眼鏡をかけた、黒い三つ編みの女性。一見して地味な格好をしているが、それでも隠せないものが一つ。
俺の目はある一点へ釘付けにされる。
(でかい)
とても大きい。たわわだ。
顔もよく見たら整っている。
いや、整っているというよりは、妙に色っぽいというか……。
その女性は「あらまぁ」と言いながらオークに近付いていく。
ふわり、と風に乗ってその人の香りが俺の鼻孔をくすぐる。
なんだこれ、めっちゃいいにおいがする!
さっきまで漂ってた死臭が全部かき消された!
「ほら、オー君。どうしたの」
「ア、アスカリ……さん。オデ、もう駄目……」
「もう。

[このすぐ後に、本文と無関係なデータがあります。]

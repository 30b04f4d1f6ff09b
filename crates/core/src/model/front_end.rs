/// How the word timer behaves after a wrong answer.
#[derive(Debug, Clone, Copy, PartialEq, Eq)]
pub enum TimerReset {
    /// Restart the timer at the moment of the wrong answer.
    OnWrongAnswer,
    /// Keep timing from when the word was first presented.
    KeepOriginal,
}

/// The front end driving a session.
///
/// The window and the terminal treat input and the word timer differently.
/// Both behaviours are kept as-is rather than unified.
#[derive(Debug, Clone, Copy, PartialEq, Eq)]
pub enum FrontEnd {
    Window,
    Terminal,
}

impl FrontEnd {
    #[must_use]
    pub fn timer_reset(self) -> TimerReset {
        match self {
            FrontEnd::Window => TimerReset::OnWrongAnswer,
            FrontEnd::Terminal => TimerReset::KeepOriginal,
        }
    }

    /// The terminal treats `finish practice` as a command even when it is
    /// also the current word; the window scores it as an answer first.
    #[must_use]
    pub fn finish_takes_precedence(self) -> bool {
        matches!(self, FrontEnd::Terminal)
    }

    /// The window trims the entry field; the terminal only drops the line terminator.
    #[must_use]
    pub fn normalize_input(self, raw: &str) -> &str {
        match self {
            FrontEnd::Window => raw.trim(),
            FrontEnd::Terminal => raw.trim_end_matches(['\r', '\n']),
        }
    }
}
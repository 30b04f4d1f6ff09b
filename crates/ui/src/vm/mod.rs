mod drill_vm;

pub use drill_vm::{DrillVm, FeedbackTone, FeedbackVm, start_drill};
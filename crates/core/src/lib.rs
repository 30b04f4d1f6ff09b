#![forbid(unsafe_code)]

pub mod model;
pub mod time;

pub use time::Clock;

仕方ないわね」
そう言ってアスカリさん、と呼ばれている女性は手に持っている箱から何かを取り出した……っておい、ちょっと待て。何だそれ。
アスカリさんと呼ばれている女性が取り出したもの。
それは注射器だった。
「はいお注射しますね」
中に真っ赤な液体が充填された注射器を、オークの首元にぶっ刺した。マジかよ!
「あ、あふぅ〜」
首元から得体の知れない液体を注入されているオークは、恍惚とした表情で宙を見つめていた(アカン)。
液体が空になり、すっと針が抜き取られるとオークはのそりと起き上がる。
まだ少しふらふらしているけど、それでもさっきよりはツヤのある顔で建物の中に入っていった。そう、建物の中に。

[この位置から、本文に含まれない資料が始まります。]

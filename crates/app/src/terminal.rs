use std::io::{self, BufRead, Write};

use console::style;
use drill_core::model::{FrontEnd, practice_summary};
use services::{DrillError, DrillService, DrillStep};
use thiserror::Error;
use tokio::runtime::Runtime;

#[derive(Debug, Error)]
#[non_exhaustive]
pub enum TerminalError {
    #[error(transparent)]
    Io(#[from] io::Error),
    #[error(transparent)]
    Drill(#[from] DrillError),
}

/// Which front end the user picked at startup.
#[derive(Debug, Clone, Copy, PartialEq, Eq)]
pub enum Mode {
    Window,
    Terminal,
}

/// Ask `Open GUI mode? (y/n): `. Only an exact `y` picks the window.
///
/// # Errors
///
/// Returns `io::Error` if the prompt cannot be written or the answer read.
pub fn prompt_mode(input: &mut impl BufRead, out: &mut impl Write) -> io::Result<Mode> {
    write!(out, "Open GUI mode? (y/n): ")?;
    out.flush()?;
    let mut answer = String::new();
    input.read_line(&mut answer)?;
    if FrontEnd::Terminal.normalize_input(&answer) == "y" {
        Ok(Mode::Window)
    } else {
        Ok(Mode::Terminal)
    }
}

/// Read-eval loop on a line-based input. Ends on `finish practice` or end of input.
///
/// Returns the number of words practiced.
///
/// # Errors
///
/// Returns `TerminalError::Drill` when a translation lookup fails and
/// `TerminalError::Io` for console failures.
pub fn run(
    runtime: &Runtime,
    service: &DrillService,
    input: &mut impl BufRead,
    out: &mut impl Write,
) -> Result<u32, TerminalError> {
    let mut drill = runtime.block_on(service.start(FrontEnd::Terminal))?;
    writeln!(out, "{}", style(drill.prompt()).blue())?;

    loop {
        let mut line = String::new();
        if input.read_line(&mut line)? == 0 {
            tracing::info!("terminal reached end of input");
            let practiced = service.finish(&mut drill);
            writeln!(out, "{}", style(practice_summary(practiced)).yellow())?;
            return Ok(practiced);
        }

        match runtime.block_on(service.answer(&mut drill, &line))? {
            DrillStep::Correct { speed, next, .. } => {
                writeln!(out, "{}", style(format!("correct! {speed}")).green())?;
                writeln!(out, "{}", style(&next).blue())?;
            }
            DrillStep::Wrong => {
                writeln!(out, "{}", style("wrong!").red())?;
            }
            DrillStep::Finished { practiced } => {
                tracing::debug!(practiced, "finish command received");
                writeln!(out, "{}", style(practice_summary(practiced)).yellow())?;
                return Ok(practiced);
            }
        }
    }
}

オークがふらふらと入っていった建物には看板がかけられている。
その看板にはこう書かれていた。
『Smile Slime Company』
スマイル・スライムカンパニー。
どうやらこの会社の名前っぽい。
手元の紹介状を見る。
スマイル・スライムカンパニー。
おんなじ文字がある。
目をごしごし擦る。
もう一度見ても同じ。
何度見ても同じ。
天を、仰いだ。
嘘だろおい。こんな話聞いてないぞ。いやいや、とっても楽しい仕事って言ってたじゃん。え? なに。嘘。嘘なの!? 嘘でしょ!?

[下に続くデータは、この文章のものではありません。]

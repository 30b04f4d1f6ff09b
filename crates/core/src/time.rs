use chrono::{DateTime, Duration, Utc};

/// A simple clock abstraction so word timers can be driven deterministically in tests.
#[derive(Debug, Clone, Copy, Default)]
pub enum Clock {
    #[default]
    Default,
    Fixed(DateTime<Utc>),
}

impl Clock {
    /// Returns a clock that uses the current system time.
    #[must_use]
    pub fn default_clock() -> Self {
        Self::Default
    }

    /// Returns a clock fixed at the given timestamp.
    #[must_use]
    pub fn fixed(at: DateTime<Utc>) -> Self {
        Self::Fixed(at)
    }

    #[must_use]
    pub fn now(&self) -> DateTime<Utc> {
        match self {
            Clock::Default => Utc::now(),
            Clock::Fixed(t) => *t,
        }
    }

    /// Time elapsed between `since` and the clock's current reading.
    ///
    /// Can be zero (fixed clocks) or negative if the wall clock stepped backwards.
    #[must_use]
    pub fn elapsed_since(&self, since: DateTime<Utc>) -> Duration {
        self.now() - since
    }

    /// If this is a fixed clock, advance it by the given duration.
    ///
    /// Has no effect on `Clock::Default`.
    pub fn advance(&mut self, delta: Duration) {
        if let Clock::Fixed(t) = self {
            *t += delta;
        }
    }

    #[must_use]
    pub fn is_fixed(&self) -> bool {
        matches!(self, Clock::Fixed(_))
    }
}

/// Deterministic timestamp for tests (2023-11-14T22:13:20Z).
pub const FIXED_TEST_TIMESTAMP: i64 = 1_700_000_000;

/// Returns a deterministic `DateTime<Utc>` for tests.
///
/// # Panics
///
/// Panics if the fixed timestamp cannot be represented.
#[must_use]
pub fn fixed_now() -> DateTime<Utc> {
    DateTime::<Utc>::from_timestamp(FIXED_TEST_TIMESTAMP, 0)
        .expect("fixed timestamp should be valid")
}

/// Returns a `Clock` fixed at the deterministic test timestamp.
#[must_use]
pub fn fixed_clock() -> Clock {
    Clock::fixed(fixed_now())
}

#[cfg(test)]
mod tests {
    use super::*;

    #[test]
    fn fixed_clock_advances_only_when_told() {
        let mut clock = fixed_clock();
        let start = clock.now();
        assert_eq!(clock.elapsed_since(start), Duration::zero());

        clock.advance(Duration::milliseconds(1500));
        assert_eq!(clock.elapsed_since(start), Duration::milliseconds(1500));
        assert!(clock.is_fixed());
    }

    #[test]
    fn default_clock_ignores_advance() {
        let mut clock = Clock::default_clock();
        clock.advance(Duration::days(365));
        assert!(!clock.is_fixed());
        assert!(clock.now() < fixed_now() + Duration::days(365 * 100));
    }
}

その場でぐるぐるしていると、そんな俺に気付いたアスカリさんが「あっ」と小さく言葉を漏らす。
「こ、これは違うの。あれは回復薬で、経口よりも血管からの方が効率よく吸収されるから。その、決して危ない薬とかではないのよ」
ひきつった笑みでそう言っていた。たぶん、俺の顔も引きつっていたと思う。
「あはは、大丈夫。問題ないです。そ、それじゃあ俺はこれで」
「あっ、その紹介状」
その場から立ち去ろうとした時、俺は自分が致命的なミスを犯していることに気付く。
紹介文、めっちゃアスカリさんから見える形で持っていた。
獣耳おじさんから貰った紹介状には、はっきりと会社名が書かれている。
「もしかして会長がスカウトしてきた人ですか?」
「えっ、はい。そうと言えばそうだけど。ここって本当に……」
「あらあら。それじゃあ社長呼んでこないと。つかまるかなー」
アスカリさんはそう言ってうーんと考えるような格好をする。というか俺は未だにここが紹介された会社だと信じ切れてないんですがそれは……。
「とにかくちょっと中で待っていて貰わなきゃ。こっちです」
「あっ、ちょっと。」
俺は強引に手を引っ張られ、死にかけたオークがくぐった入口を通って俺は会社の中へ入る。
そのまま応接室のような場所へ連れて行かれたのだった。